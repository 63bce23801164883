//! Resolving a delegated capability against the capability it should prove.

use crate::pattern::matches;
use warrant_delegation::Capability;

/// Resource that stands for every resource the issuer holds.
pub const ANY_RESOURCE: &str = "ucan:*";

/// The claimed ability if the delegated `pattern` covers it.
#[must_use]
pub fn resolve_ability<'a>(pattern: &str, claimed: &'a str) -> Option<&'a str> {
    matches(pattern, claimed).then_some(claimed)
}

/// The resource a delegated capability stands for when proving `claimed`.
///
/// `ucan:*` and segment patterns (`file:///home/*`) resolve to the claimed
/// resource. A `/`-terminated delegated resource containing the claimed one
/// is kept as is, for derivation to compare. Anything else, including
/// `did:key:z6*`, is a different resource and yields `None`.
#[must_use]
pub fn resolve_resource<'a>(delegated: &'a str, claimed: &'a str) -> Option<&'a str> {
    if delegated == ANY_RESOURCE || matches(delegated, claimed) {
        Some(claimed)
    } else if delegated.ends_with('/') && claimed.starts_with(delegated) {
        Some(delegated)
    } else {
        None
    }
}

/// Resolve `delegated` into the shape of `claimed`.
///
/// Returns `None` when the delegated ability or resource does not cover
/// the claimed one. Otherwise patterns are replaced by the claimed values and the
/// caveats are the claimed ones overridden by the delegated ones, so
/// whatever the delegation leaves open is carried up unchanged.
#[must_use]
pub fn resolve_capability(delegated: &Capability, claimed: &Capability) -> Option<Capability> {
    let can = resolve_ability(&delegated.can, &claimed.can)?;
    let with = resolve_resource(&delegated.with, &claimed.with)?;
    let mut nb = claimed.nb.clone();
    nb.extend(
        delegated
            .nb
            .iter()
            .map(|(key, value)| (key.clone(), value.clone())),
    );
    Some(Capability {
        can: can.to_string(),
        with: with.to_string(),
        nb,
    })
}

#[cfg(test)]
mod tests {
    use super::*;
    use pretty_assertions::assert_eq;

    #[test]
    fn it_resolves_patterns_to_the_claim() {
        let delegated = Capability::new("store/*", "did:key:zAlice").with_caveat("size", 100);
        let claimed = Capability::new("store/add", "did:key:zAlice").with_caveat("size", 50);
        assert_eq!(
            resolve_capability(&delegated, &claimed),
            Some(Capability::new("store/add", "did:key:zAlice").with_caveat("size", 100))
        );
    }

    #[test]
    fn it_inherits_unconstrained_caveats_from_the_claim() {
        let delegated = Capability::new("store/add", "did:key:zAlice");
        let claimed = Capability::new("store/add", "did:key:zAlice")
            .with_caveat("size", 50)
            .with_caveat("link", "bafy");
        assert_eq!(resolve_capability(&delegated, &claimed), Some(claimed));
    }

    #[test]
    fn it_resolves_any_resource() {
        let delegated = Capability::new("*", ANY_RESOURCE);
        let claimed = Capability::new("store/add", "did:key:zAlice");
        assert_eq!(resolve_capability(&delegated, &claimed), Some(claimed));
    }

    #[test]
    fn it_rejects_unrelated_resources() {
        let delegated = Capability::new("store/add", "did:key:zBob");
        let claimed = Capability::new("store/add", "did:key:zAlice");
        assert_eq!(resolve_capability(&delegated, &claimed), None);
    }

    #[test]
    fn it_does_not_expand_partial_segment_resources() {
        assert_eq!(resolve_resource("did:key:z6*", "did:key:z6MkAlice"), None);
        assert_eq!(
            resolve_resource("file:///home/*", "file:///home/alice"),
            Some("file:///home/alice")
        );
    }

    #[test]
    fn it_keeps_containing_directories_for_derivation() {
        assert_eq!(
            resolve_resource("file:///home/alice/", "file:///home/alice/public"),
            Some("file:///home/alice/")
        );
        assert_eq!(resolve_resource("file:///home/alice/", "file:///home/bob/"), None);
    }

    #[test]
    fn it_rejects_uncovered_abilities() {
        let delegated = Capability::new("dev/p*", "did:key:zAlice");
        let claimed = Capability::new("dev/ping", "did:key:zAlice");
        assert_eq!(resolve_capability(&delegated, &claimed), None);
    }
}
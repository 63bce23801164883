//! Cross-platform time utilities.
//!
//! This module provides time utilities that work on both native and WASM targets.

pub use std::time::{Duration, SystemTime, UNIX_EPOCH};

/// Returns the current system time.
#[cfg(not(target_arch = "wasm32"))]
pub fn now() -> SystemTime {
    SystemTime::now()
}

/// Returns the current system time.
#[cfg(target_arch = "wasm32")]
pub fn now() -> SystemTime {
    use web_time::web::SystemTimeExt;
    web_time::SystemTime::now().to_std()
}

/// Seconds since the UNIX epoch, the resolution delegations are stamped with.
///
/// Clocks set before the epoch read as `0`.
pub fn unix_now() -> u64 {
    now()
        .duration_since(UNIX_EPOCH)
        .map(|elapsed| elapsed.as_secs())
        .unwrap_or_default()
}
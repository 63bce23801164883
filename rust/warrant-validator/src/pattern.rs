//! Ability and resource patterns.
//!
//! A pattern is either `*`, a literal, or a literal whose last
//! `/`-delimited segment is exactly `*`. Partial segments are literal:
//! `dev/p*` only matches the string `dev/p*`.

/// Whether `value` is covered by `pattern`.
///
/// ```
/// use warrant_validator::pattern::matches;
///
/// assert!(matches("store/*", "store/add"));
/// assert!(matches("*", "store/add"));
/// assert!(!matches("dev/p*", "dev/ping"));
/// assert!(!matches("store/*", "storeX"));
/// ```
#[must_use]
pub fn matches(pattern: &str, value: &str) -> bool {
    if pattern.is_empty() || value.is_empty() {
        return false;
    }
    if pattern == "*" || pattern == value {
        return true;
    }
    match pattern.strip_suffix("/*") {
        Some(prefix) => value
            .strip_prefix(prefix)
            .and_then(|rest| rest.strip_prefix('/'))
            .is_some_and(|rest| !rest.is_empty()),
        None => false,
    }
}

#[cfg(test)]
mod tests {
    use super::*;

    #[test]
    fn it_matches_literals() {
        assert!(matches("store/add", "store/add"));
        assert!(!matches("store/add", "store/list"));
    }

    #[test]
    fn it_matches_everything_with_a_lone_star() {
        assert!(matches("*", "store/add"));
        assert!(matches("*", "did:key:zAlice"));
    }

    #[test]
    fn it_matches_whole_trailing_segments() {
        assert!(matches("store/*", "store/add"));
        assert!(matches("store/*", "store/list"));
        assert!(matches("store/*", "store/shard/add"));
        assert!(matches("file:///home/alice/*", "file:///home/alice/public"));
    }

    #[test]
    fn it_respects_delimiters() {
        assert!(!matches("store/*", "storeX"));
        assert!(!matches("store/*", "store"));
        assert!(!matches("store/*", "store/"));
        assert!(!matches("store/*", "storage/add"));
    }

    #[test]
    fn it_does_not_treat_partial_segments_as_wildcards() {
        assert!(!matches("dev/p*", "dev/ping"));
        assert!(!matches("store/ad*", "store/add"));
        assert!(!matches("did:key:z6*", "did:key:z6MkAlice"));
        assert!(matches("dev/p*", "dev/p*"));
    }

    #[test]
    fn it_never_matches_empty_input() {
        assert!(!matches("", "store/add"));
        assert!(!matches("store/*", ""));
        assert!(!matches("", ""));
        assert!(!matches("*", ""));
    }
}
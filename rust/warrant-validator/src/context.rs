//! Everything `access` needs besides the invocation.

use crate::{
    authorization::Authorization,
    error::Problem,
    resolver::{ProofCache, ProofResolver},
};
use std::{fmt, sync::Arc};
use warrant_common::{ConditionalSend, ConditionalSync, time::unix_now};
use warrant_delegation::{Capability, Timestamp};
use warrant_principal::{Did, Principal};

/// Decides whether `issuer` may grant a capability without proof.
pub trait CanIssue: Fn(&Capability, &Did) -> bool + ConditionalSend + ConditionalSync {}

impl<F> CanIssue for F where F: Fn(&Capability, &Did) -> bool + ConditionalSend + ConditionalSync {}

/// Final say over a complete authorization, e.g. to reject chains through
/// revoked delegations.
pub trait ValidateAuthorization:
    Fn(&Authorization) -> Result<(), Problem> + ConditionalSend + ConditionalSync
{
}

impl<F> ValidateAuthorization for F where
    F: Fn(&Authorization) -> Result<(), Problem> + ConditionalSend + ConditionalSync
{
}

fn accept_all(_: &Authorization) -> Result<(), Problem> {
    Ok(())
}

/// The default [`CanIssue`]: a principal owns the resource named by its
/// own DID.
#[must_use]
pub fn is_resource_owner(capability: &Capability, issuer: &Did) -> bool {
    capability.with == issuer.as_str()
}

/// Configuration for [`access`](crate::access).
///
/// ```
/// use warrant_credentials::Ed25519KeyResolver;
/// use warrant_schema::did;
/// use warrant_validator::{ValidationContext, capability};
///
/// let context = ValidationContext::new(
///     capability("store/add", did()).build(),
///     Ed25519KeyResolver,
/// )
/// .at(1_700_000_000);
/// assert_eq!(context.now(), 1_700_000_000);
/// ```
pub struct ValidationContext<S, R> {
    capability: S,
    principal: R,
    authority: Option<Did>,
    proofs: ProofCache,
    can_issue: Arc<dyn CanIssue>,
    validate_authorization: Arc<dyn ValidateAuthorization>,
    time: Option<Timestamp>,
}

impl<S, R> ValidationContext<S, R> {
    /// Authorize `capability`, verifying issuers with `principal`.
    pub fn new(capability: S, principal: R) -> Self {
        Self {
            capability,
            principal,
            authority: None,
            proofs: ProofCache::default(),
            can_issue: Arc::new(is_resource_owner),
            validate_authorization: Arc::new(accept_all),
            time: None,
        }
    }

    /// Only accept invocations addressed to `authority`.
    #[must_use]
    pub fn with_authority(mut self, authority: impl Principal) -> Self {
        self.authority = Some(authority.did());
        self
    }

    /// Resolve linked proofs that are not attached inline.
    #[must_use]
    pub fn with_proof_resolver(mut self, resolver: impl ProofResolver + 'static) -> Self {
        self.proofs = ProofCache::new(resolver);
        self
    }

    /// Replace [`is_resource_owner`] as the self-issuance rule.
    #[must_use]
    pub fn with_can_issue<F>(mut self, can_issue: F) -> Self
    where
        F: Fn(&Capability, &Did) -> bool + ConditionalSend + ConditionalSync + 'static,
    {
        self.can_issue = Arc::new(can_issue);
        self
    }

    /// Run `validate` on every authorization found before accepting it. A
    /// rejected authorization is reported as [`Failure::Revoked`] and the
    /// next candidate is tried.
    ///
    /// [`Failure::Revoked`]: crate::Failure::Revoked
    #[must_use]
    pub fn with_authorization_validator<F>(mut self, validate: F) -> Self
    where
        F: Fn(&Authorization) -> Result<(), Problem> + ConditionalSend + ConditionalSync + 'static,
    {
        self.validate_authorization = Arc::new(validate);
        self
    }

    /// Validate as of `time` (seconds since the UNIX epoch) instead of now.
    #[must_use]
    pub fn at(mut self, time: Timestamp) -> Self {
        self.time = Some(time);
        self
    }

    /// The selector being authorized.
    pub fn capability(&self) -> &S {
        &self.capability
    }

    /// The DID resolver.
    pub fn principal(&self) -> &R {
        &self.principal
    }

    /// The required invocation audience, if any.
    pub fn authority(&self) -> Option<&Did> {
        self.authority.as_ref()
    }

    /// The proof cache.
    pub fn proofs(&self) -> &ProofCache {
        &self.proofs
    }

    /// The self-issuance rule.
    pub fn can_issue(&self) -> &dyn CanIssue {
        self.can_issue.as_ref()
    }

    /// Apply the authorization validator to `authorization`.
    pub fn validate_authorization(&self, authorization: &Authorization) -> Result<(), Problem> {
        (self.validate_authorization)(authorization)
    }

    /// The validation time.
    pub fn now(&self) -> Timestamp {
        self.time.unwrap_or_else(unix_now)
    }
}

impl<S: fmt::Debug, R> fmt::Debug for ValidationContext<S, R> {
    fn fmt(&self, f: &mut fmt::Formatter<'_>) -> fmt::Result {
        f.debug_struct("ValidationContext")
            .field("capability", &self.capability)
            .field("authority", &self.authority)
            .field("proofs", &self.proofs)
            .field("time", &self.time)
            .finish_non_exhaustive()
    }
}
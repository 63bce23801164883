//! Validity windows of delegations.

use std::{
    fmt,
    ops::{Bound, RangeBounds},
};
use thiserror::Error;

/// Seconds since the UNIX epoch.
pub type Timestamp = u64;

/// A time range during which a delegation (or a whole chain) is valid.
///
/// `not_before` is the lower bound and `expiration` the upper bound, both
/// inclusive. [`Bound::Unbounded`] is used for open ends.
#[derive(Debug, Clone, Copy, PartialEq, Eq)]
pub struct TimeRange {
    /// Earliest time this range is valid.
    pub not_before: Bound<Timestamp>,

    /// Latest time this range is valid.
    pub expiration: Bound<Timestamp>,
}

/// A time bound was violated.
#[derive(Debug, Clone, Copy, PartialEq, Eq, Error)]
pub enum TimeError {
    /// The validation time is past the expiration.
    #[error("Expired on {expiration}")]
    Expired {
        /// The expiration that was exceeded.
        expiration: Timestamp,
    },

    /// The validation time is before the not-before bound.
    #[error("Not valid before {not_before}")]
    NotValidBefore {
        /// The bound that has not been reached yet.
        not_before: Timestamp,
    },
}

impl TimeRange {
    /// An unbounded time range (no constraints).
    #[must_use]
    pub const fn unbounded() -> Self {
        Self {
            not_before: Bound::Unbounded,
            expiration: Bound::Unbounded,
        }
    }

    /// Creates a time range from optional `not_before` and `expiration` bounds.
    #[must_use]
    pub const fn new(not_before: Option<Timestamp>, expiration: Option<Timestamp>) -> Self {
        Self {
            not_before: match not_before {
                Some(t) => Bound::Included(t),
                None => Bound::Unbounded,
            },
            expiration: match expiration {
                Some(t) => Bound::Included(t),
                None => Bound::Unbounded,
            },
        }
    }

    /// Returns `true` if this range is non-empty (a valid time exists within it).
    #[must_use]
    pub fn is_valid(&self) -> bool {
        match (self.not_before, self.expiration) {
            (Bound::Included(nbf), Bound::Included(exp)) => nbf <= exp,
            _ => true,
        }
    }

    /// Compute the intersection of two time ranges.
    ///
    /// The resulting `not_before` is the later of the two lower bounds,
    /// and the resulting `expiration` is the earlier of the two upper bounds.
    #[must_use]
    pub fn intersect(self, other: Self) -> Self {
        let not_before = match (self.not_before, other.not_before) {
            (Bound::Included(a), Bound::Included(b)) => Bound::Included(a.max(b)),
            (Bound::Unbounded, bound) | (bound, Bound::Unbounded) => bound,
            (Bound::Excluded(a), Bound::Excluded(b)) => Bound::Excluded(a.max(b)),
            (Bound::Excluded(a), Bound::Included(b)) | (Bound::Included(b), Bound::Excluded(a)) => {
                if a >= b {
                    Bound::Excluded(a)
                } else {
                    Bound::Included(b)
                }
            }
        };
        let expiration = match (self.expiration, other.expiration) {
            (Bound::Included(a), Bound::Included(b)) => Bound::Included(a.min(b)),
            (Bound::Unbounded, bound) | (bound, Bound::Unbounded) => bound,
            (Bound::Excluded(a), Bound::Excluded(b)) => Bound::Excluded(a.min(b)),
            (Bound::Excluded(a), Bound::Included(b)) | (Bound::Included(b), Bound::Excluded(a)) => {
                if a <= b {
                    Bound::Excluded(a)
                } else {
                    Bound::Included(b)
                }
            }
        };
        Self {
            not_before,
            expiration,
        }
    }

    /// Checks that `now` falls inside this range.
    ///
    /// Expiration is checked first, so a range that is both expired and not
    /// yet valid reports [`TimeError::Expired`].
    ///
    /// # Errors
    ///
    /// Returns the violated bound.
    pub fn check(&self, now: Timestamp) -> Result<(), TimeError> {
        match self.expiration {
            Bound::Included(expiration) if now > expiration => {
                return Err(TimeError::Expired { expiration });
            }
            Bound::Excluded(expiration) if now >= expiration => {
                return Err(TimeError::Expired { expiration });
            }
            _ => {}
        }
        match self.not_before {
            Bound::Included(not_before) if now < not_before => {
                Err(TimeError::NotValidBefore { not_before })
            }
            Bound::Excluded(not_before) if now <= not_before => {
                Err(TimeError::NotValidBefore { not_before })
            }
            _ => Ok(()),
        }
    }
}

impl Default for TimeRange {
    fn default() -> Self {
        Self::unbounded()
    }
}

impl RangeBounds<Timestamp> for TimeRange {
    fn start_bound(&self) -> Bound<&Timestamp> {
        self.not_before.as_ref()
    }

    fn end_bound(&self) -> Bound<&Timestamp> {
        self.expiration.as_ref()
    }
}

impl fmt::Display for TimeRange {
    fn fmt(&self, f: &mut fmt::Formatter<'_>) -> fmt::Result {
        match self.not_before {
            Bound::Included(nbf) | Bound::Excluded(nbf) => write!(f, "{nbf}")?,
            Bound::Unbounded => {}
        }
        write!(f, "..")?;
        match self.expiration {
            Bound::Included(exp) => write!(f, "={exp}"),
            Bound::Excluded(exp) => write!(f, "{exp}"),
            Bound::Unbounded => Ok(()),
        }
    }
}

#[cfg(test)]
mod tests {
    use super::*;

    #[test]
    fn it_accepts_times_within_bounds() {
        let range = TimeRange::new(Some(100), Some(200));
        assert_eq!(range.check(100), Ok(()));
        assert_eq!(range.check(150), Ok(()));
        assert_eq!(range.check(200), Ok(()));
        assert!(range.contains(&150));
    }

    #[test]
    fn it_reports_expiration() {
        let range = TimeRange::new(None, Some(200));
        assert_eq!(range.check(201), Err(TimeError::Expired { expiration: 200 }));
    }

    #[test]
    fn it_reports_not_before() {
        let range = TimeRange::new(Some(100), None);
        assert_eq!(
            range.check(99),
            Err(TimeError::NotValidBefore { not_before: 100 })
        );
    }

    #[test]
    fn it_intersects_to_the_narrowest_window() {
        let a = TimeRange::new(Some(100), Some(300));
        let b = TimeRange::new(Some(150), None);
        let c = TimeRange::new(None, Some(250));
        let range = a.intersect(b).intersect(c);
        assert_eq!(range, TimeRange::new(Some(150), Some(250)));
        assert_eq!(range.to_string(), "150..=250");
        assert!(range.is_valid());
    }

    #[test]
    fn it_detects_empty_windows() {
        let range = TimeRange::new(Some(300), None).intersect(TimeRange::new(None, Some(200)));
        assert!(!range.is_valid());
    }

    #[test]
    fn it_leaves_unbounded_ranges_open() {
        assert_eq!(TimeRange::unbounded().check(u64::MAX), Ok(()));
        assert_eq!(TimeRange::unbounded().to_string(), "..");
    }
}
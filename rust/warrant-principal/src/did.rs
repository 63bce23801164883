//! DID (Decentralized Identifier) types.

use serde::{Deserialize, Serialize};
use std::{fmt, str::FromStr};

/// A [Decentralized Identifier][spec] string.
///
/// Wraps a raw DID string like `did:key:z6Mk...` or `did:web:example.com`.
/// Use [`method()`][Did::method] to inspect the DID method at runtime.
///
/// [spec]: https://www.w3.org/TR/did-core/
#[derive(Clone, PartialEq, Eq, PartialOrd, Ord, Hash)]
#[repr(transparent)]
pub struct Did(String);

impl Did {
    /// Get the raw DID string.
    #[must_use]
    pub fn as_str(&self) -> &str {
        &self.0
    }

    /// Returns the DID method name (e.g. `"key"` for `did:key:...`,
    /// `"web"` for `did:web:...`).
    #[must_use]
    pub fn method(&self) -> &str {
        self.parts().0
    }

    /// Returns the method-specific identifier (everything after the method).
    #[must_use]
    pub fn identifier(&self) -> &str {
        self.parts().1
    }

    fn parts(&self) -> (&str, &str) {
        // `FromStr` guarantees the `did:` prefix and a second `:`.
        let rest = &self.0["did:".len()..];
        rest.split_once(':').unwrap_or((rest, ""))
    }
}

impl AsRef<str> for Did {
    fn as_ref(&self) -> &str {
        &self.0
    }
}

impl From<&Did> for Did {
    fn from(did: &Did) -> Self {
        did.clone()
    }
}

impl PartialEq<str> for Did {
    fn eq(&self, other: &str) -> bool {
        self.0 == other
    }
}

impl PartialEq<&str> for Did {
    fn eq(&self, other: &&str) -> bool {
        self.0 == *other
    }
}

impl fmt::Debug for Did {
    fn fmt(&self, f: &mut fmt::Formatter<'_>) -> fmt::Result {
        f.write_str(&self.0)
    }
}

impl fmt::Display for Did {
    fn fmt(&self, f: &mut fmt::Formatter<'_>) -> fmt::Result {
        f.write_str(&self.0)
    }
}

/// Error when parsing a DID string.
#[derive(Debug, Clone, PartialEq, Eq, thiserror::Error)]
#[error("invalid DID: {0}")]
pub struct DidParseError(pub String);

impl FromStr for Did {
    type Err = DidParseError;

    fn from_str(s: &str) -> Result<Self, Self::Err> {
        let Some(rest) = s.strip_prefix("did:") else {
            return Err(DidParseError(format!("expected did: prefix, got: {s}")));
        };
        match rest.split_once(':') {
            Some((method, identifier)) if !method.is_empty() && !identifier.is_empty() => {
                Ok(Did(s.to_string()))
            }
            _ => Err(DidParseError(format!(
                "expected did:method:identifier, got: {s}"
            ))),
        }
    }
}

impl TryFrom<String> for Did {
    type Error = DidParseError;

    fn try_from(s: String) -> Result<Self, Self::Error> {
        s.parse()
    }
}

impl TryFrom<&str> for Did {
    type Error = DidParseError;

    fn try_from(s: &str) -> Result<Self, Self::Error> {
        s.parse()
    }
}

impl Serialize for Did {
    fn serialize<S: serde::Serializer>(&self, serializer: S) -> Result<S::Ok, S::Error> {
        serializer.serialize_str(&self.0)
    }
}

impl<'de> Deserialize<'de> for Did {
    fn deserialize<D: serde::Deserializer<'de>>(deserializer: D) -> Result<Self, D::Error> {
        let s = String::deserialize(deserializer)?;
        s.parse().map_err(serde::de::Error::custom)
    }
}

/// Creates a [`Did`] from a string literal, validated at compile time.
///
/// The `"did:"` prefix is added automatically, pass `"method:identifier"`.
///
/// ```
/// use warrant_principal::did;
///
/// let d = did!("web:web3.storage");
/// assert_eq!(d.method(), "web");
/// assert_eq!(d.identifier(), "web3.storage");
/// ```
///
/// Invalid literals fail at compile time:
/// ```compile_fail
/// use warrant_principal::did;
/// let _bad = did!("nocolon");
/// ```
#[macro_export]
macro_rules! did {
    ($s:literal) => {{
        const _: () = {
            let b = $s.as_bytes();
            let mut i = 0;
            let mut found_colon = false;
            while i < b.len() {
                if b[i] == b':' {
                    assert!(i > 0, "DID method must not be empty");
                    assert!(i + 1 < b.len(), "DID identifier must not be empty");
                    found_colon = true;
                    break;
                }
                i += 1;
            }
            assert!(found_colon, "expected \"method:identifier\"");
        };
        #[allow(clippy::expect_used)]
        format!("did:{}", $s)
            .parse::<$crate::did::Did>()
            // The const block above validated the format
            .expect("invalid did literal")
    }};
}

#[cfg(test)]
mod tests {
    use super::*;

    #[test]
    fn it_parses_method_and_identifier() {
        let did: Did = "did:key:z6MkAlice".parse().unwrap();
        assert_eq!(did.method(), "key");
        assert_eq!(did.identifier(), "z6MkAlice");
    }

    #[test]
    fn it_keeps_colons_in_identifier() {
        let did: Did = "did:web:example.com:user:alice".parse().unwrap();
        assert_eq!(did.method(), "web");
        assert_eq!(did.identifier(), "example.com:user:alice");
    }

    #[test]
    fn it_rejects_malformed_dids() {
        assert!("key:z6Mk".parse::<Did>().is_err());
        assert!("did:key".parse::<Did>().is_err());
        assert!("did::z6Mk".parse::<Did>().is_err());
        assert!("did:key:".parse::<Did>().is_err());
    }

    #[test]
    fn it_serializes_as_string() {
        let did = did!("web:web3.storage");
        let json = serde_json::to_string(&did).unwrap();
        assert_eq!(json, "\"did:web:web3.storage\"");
        let back: Did = serde_json::from_str(&json).unwrap();
        assert_eq!(back, did);
    }

    #[test]
    fn it_rejects_invalid_json() {
        assert!(serde_json::from_str::<Did>("\"mailto:alice@web.mail\"").is_err());
    }
}
//! Error types for Ed25519 key operations.

use thiserror::Error;

/// Errors from [`super::Ed25519Signer::generate`] or [`super::Ed25519Signer::import`].
#[derive(Debug, Error)]
pub enum Ed25519KeyError {
    /// The seed bytes have the wrong length (expected 32).
    #[error("expected 32 seed bytes, got {0}")]
    InvalidSeedLength(usize),

    /// Random number generation failed.
    #[error("RNG error: {0}")]
    Rng(#[from] getrandom::Error),
}

/// Errors that can occur when parsing an [`super::Ed25519Verifier`] from a string.
#[derive(Debug, Clone, Copy, PartialEq, Eq, Hash, Error)]
pub enum Ed25519DidFromStrError {
    /// The DID header is invalid.
    #[error("invalid did header")]
    InvalidDidHeader,

    /// The base58 prefix 'z' is missing.
    #[error("missing base58 prefix 'z'")]
    MissingBase58Prefix,

    /// The base58 encoding is invalid.
    #[error("invalid base58 encoding")]
    InvalidBase58,

    /// The multicodec header is not ed25519-pub.
    #[error("not an ed25519-pub multicodec (0xED 0x01)")]
    UnsupportedCodec,

    /// The key bytes are invalid.
    #[error("invalid key bytes")]
    InvalidKey,
}

/// Error type for Ed25519 DID resolution.
#[derive(Debug, Clone, Copy, Error)]
pub enum Ed25519ResolveError {
    /// The DID could not be parsed as an Ed25519 did:key.
    #[error("invalid ed25519 did:key: {0}")]
    InvalidDid(#[from] Ed25519DidFromStrError),
}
● ● ● ● ●
What are the exact lines from the beginning of the material through the line containing "containing the claimed one"? Write out those lines alone.

### Result
repository 63bce23801164883
//! Resolving a delegated capability against the capability it should prove.

use crate::pattern::matches;
use warrant_delegation::Capability;

/// Resource that stands for every resource the issuer holds.
pub const ANY_RESOURCE: &str = "ucan:*";

/// The claimed ability if the delegated `pattern` covers it.
#[must_use]
pub fn resolve_ability<'a>(pattern: &str, claimed: &'a str) -> Option<&'a str> {
    matches(pattern, claimed).then_some(claimed)
}

/// The resource a delegated capability stands for when proving `claimed`.
///
/// `ucan:*` and segment patterns (`file:///home/*`) resolve to the claimed
/// resource. A `/`-terminated delegated resource containing the claimed one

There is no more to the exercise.